TSカリスマライフ! ―カリスマスキルを貰ったので、新しい私は好きに生きることにする。―

夕月かなで

二人で図書館に行くとこうなる3

【ケース6 無口で大胆な先輩、三枝莉里の場合】

「……千佳」
「はい、莉里ちゃん」
「……この本戻して」
「おっけー」
「……千佳」
「はいはい、莉里ちゃん」
「……あの黒い本取って」
「えっと、これ?」
「……それ」
「はいはい、どうぞ」
「……ありがと」

 現在、莉里ちゃんの本探しを手伝っています。
 身長の低い莉里ちゃんの代わりに高い位置の本を取るだけの、簡単なお仕事です。
 あ、もう一つ仕事はありました。

「……千佳、ここ」
「じゃあ座るね、よいしょっと」
「……お父さんみたい」
「まだピッチピチの小学三年生だよ!」
「……んしょっ」

 もう一つのお仕事は、莉里ちゃんの椅子になることです。
 図書館にソファに座った私の膝の上に、莉里ちゃんは座って本を読みます。
 以前花ちゃんにもしたけど、身長が小さい莉里ちゃんともよくする体勢です。
 しかし私も身体ができあがっていないお年頃なので、長時間は苦痛だね。
 ビリビリしちゃうよ。

「……」
「……」

 ――十分後。

「……」
「むぅ……」

 ――更に二十分後。

「……」
「うっ、くぅ、あ、あの莉里ちゃん、そろそろ」

 私がギブアップの宣言をしようと莉里ちゃんの肩を叩くと。

「……?」

 見上げるように私の方を見て、首を傾げる莉里ちゃん。
 くぅ可愛いぃっ!
 そんな顔見ちゃったらお姉ちゃん、我慢したくなっちゃう!

「い、いや、なんでもないよ」
「……そっか」

 そう言って読書に戻る莉里ちゃん。
 私の戦いは、まだ始まったばかりでした。



【ケース7 母性なお姉ちゃん、物部リンファの場合】

「わー、ここが図書館なんだねー」
「リンファ先輩は初めてですか?」
「うんー。

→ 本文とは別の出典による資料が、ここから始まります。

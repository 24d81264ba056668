//! Native configure-and-open bindings.
//!
//! A binding either hands back a fully configured descriptor or nothing at
//! all. `Ok(None)` means the binding produced no handle, `Err` means the OS
//! refused the open or the line settings.

use std::fs::OpenOptions;
use std::io;
use std::os::fd::OwnedFd;
use std::os::unix::fs::OpenOptionsExt;
use std::path::Path;

use log::error;
use nix::sys::termios::{
    self, BaudRate, ControlFlags, InputFlags, SetArg, cfmakeraw, cfsetispeed, cfsetospeed,
    tcgetattr, tcsetattr,
};

use super::config::{FLOW_HARDWARE, FLOW_NONE, FLOW_SOFTWARE, LineConfig};
use super::config::{PARITY_EVEN, PARITY_NONE, PARITY_ODD};

/// Opens and configures a serial line in one step.
#[cfg_attr(test, mockall::automock)]
pub trait NativeOpen {
    fn open(&self, path: &Path, config: &LineConfig) -> io::Result<Option<OwnedFd>>;
}

/// `open(2)` followed by termios setup.
///
/// Opens with `O_RDWR | flags`, puts the line in raw mode and applies speed,
/// character size, parity, stop bits and flow control. The descriptor is
/// closed again if any step after the open fails.
#[derive(Clone, Copy, Debug, Default)]
pub struct TermiosOpener;

impl NativeOpen for TermiosOpener {
    fn open(&self, path: &Path, config: &LineConfig) -> io::Result<Option<OwnedFd>> {
        let Some(speed) = baud_rate(config.baud_rate) else {
            error!("Invalid baud rate {}", config.baud_rate);
            return Ok(None);
        };
        let mut cflag = ControlFlags::empty();
        let mut iflag = InputFlags::empty();
        if !encode_line(&mut cflag, &mut iflag, config) {
            return Ok(None);
        }

        let file = OpenOptions::new()
            .read(true)
            .write(true)
            .custom_flags(config.flags)
            .open(path)?;

        let mut termios = tcgetattr(&file)?;
        cfmakeraw(&mut termios);
        cfsetispeed(&mut termios, speed)?;
        cfsetospeed(&mut termios, speed)?;
        termios.control_flags &= !(ControlFlags::CSIZE
            | ControlFlags::PARENB
            | ControlFlags::PARODD
            | ControlFlags::CSTOPB
            | ControlFlags::CRTSCTS);
        termios.input_flags &= !(InputFlags::IXON | InputFlags::IXOFF | InputFlags::IXANY);
        termios.control_flags |= cflag;
        termios.input_flags |= iflag;
        tcsetattr(&file, SetArg::TCSANOW, &termios)?;

        Ok(Some(OwnedFd::from(file)))
    }
}

/// Set the termios bits for data, parity, stop and flow in `cflag`/`iflag`.
///
/// Returns false, after logging, for a value termios cannot express.
fn encode_line(cflag: &mut ControlFlags, iflag: &mut InputFlags, config: &LineConfig) -> bool {
    *cflag |= match config.data_bits {
        5 => ControlFlags::CS5,
        6 => ControlFlags::CS6,
        7 => ControlFlags::CS7,
        8 => ControlFlags::CS8,
        other => {
            error!("Invalid data bits {other}");
            return false;
        }
    };
    *cflag |= match config.parity {
        PARITY_NONE => ControlFlags::empty(),
        PARITY_ODD => ControlFlags::PARENB | ControlFlags::PARODD,
        PARITY_EVEN => ControlFlags::PARENB,
        other => {
            error!("Invalid parity {other}");
            return false;
        }
    };
    *cflag |= match config.stop_bits {
        1 => ControlFlags::empty(),
        2 => ControlFlags::CSTOPB,
        other => {
            error!("Invalid stop bits {other}");
            return false;
        }
    };
    match config.flow_control {
        FLOW_NONE => {}
        FLOW_HARDWARE => *cflag |= ControlFlags::CRTSCTS,
        FLOW_SOFTWARE => *iflag |= InputFlags::IXON | InputFlags::IXOFF | InputFlags::IXANY,
        other => {
            error!("Invalid flow control {other}");
            return false;
        }
    }
    true
}

/// termios speed constant for `baud`
pub fn baud_rate(baud: u32) -> Option<BaudRate> {
    use termios::BaudRate::*;
    let speed = match baud {
        0 => B0,
        50 => B50,
        75 => B75,
        110 => B110,
        134 => B134,
        150 => B150,
        200 => B200,
        300 => B300,
        600 => B600,
        1200 => B1200,
        1800 => B1800,
        2400 => B2400,
        4800 => B4800,
        9600 => B9600,
        19200 => B19200,
        38400 => B38400,
        57600 => B57600,
        115200 => B115200,
        230400 => B230400,
        460800 => B460800,
        500000 => B500000,
        576000 => B576000,
        921600 => B921600,
        1000000 => B1000000,
        1152000 => B1152000,
        1500000 => B1500000,
        2000000 => B2000000,
        2500000 => B2500000,
        3000000 => B3000000,
        3500000 => B3500000,
        4000000 => B4000000,
        _ => return None,
    };
    Some(speed)
}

普段はあまり本を読まないからー」
「そうなんですか、意外ですね」
「そうかなー?」

 というわけで、リンファ先輩の街案内も兼ねて図書館へとやってきました。
 特に借りる予定はないというリンファ先輩ですが、学校の学習なんかで借りることもあると思うので、図書カードを作っておくことにします。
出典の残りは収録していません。